Which lines run from the one containing "use tracing::info;" to the last line of the entries? Return them exactly, with nothing more.

### Collected data entries
::::::
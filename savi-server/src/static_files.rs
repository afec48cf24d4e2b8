// Gallery, poster and upload files served straight from disk

use crate::http::AppState;
use axum::Router;
use savi_core::config::AssetsConfig;
use tower_http::services::ServeDir;
use tracing::info;

/// One `ServeDir` per asset prefix. `ServeDir` rejects `..` segments and
/// answers 404 for anything outside its root.
pub fn asset_routes(assets: &AssetsConfig) -> Router<AppState> {
    let mounts = [
        (&assets.gallery_prefix, assets.gallery_dir()),
        (&assets.posters_prefix, assets.posters_dir()),
        (&assets.uploads_prefix, assets.uploads_dir()),
    ];

    mounts
        .into_iter()
        .fold(Router::new(), |router, (prefix, dir)| {
            info!("Serving /{} from {}", prefix, dir.display());
            router.nest_service(&format!("/{}", prefix), ServeDir::new(dir))
        })
}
::::::
### THE ANSWER
use tracing::info;

/// One `ServeDir` per asset prefix. `ServeDir` rejects `..` segments and
/// answers 404 for anything outside its root.
pub fn asset_routes(assets: &AssetsConfig) -> Router<AppState> {
    let mounts = [
        (&assets.gallery_prefix, assets.gallery_dir()),
        (&assets.posters_prefix, assets.posters_dir()),
        (&assets.uploads_prefix, assets.uploads_dir()),
    ];

    mounts
        .into_iter()
        .fold(Router::new(), |router, (prefix, dir)| {
            info!("Serving /{} from {}", prefix, dir.display());
            router.nest_service(&format!("/{}", prefix), ServeDir::new(dir))
        })
}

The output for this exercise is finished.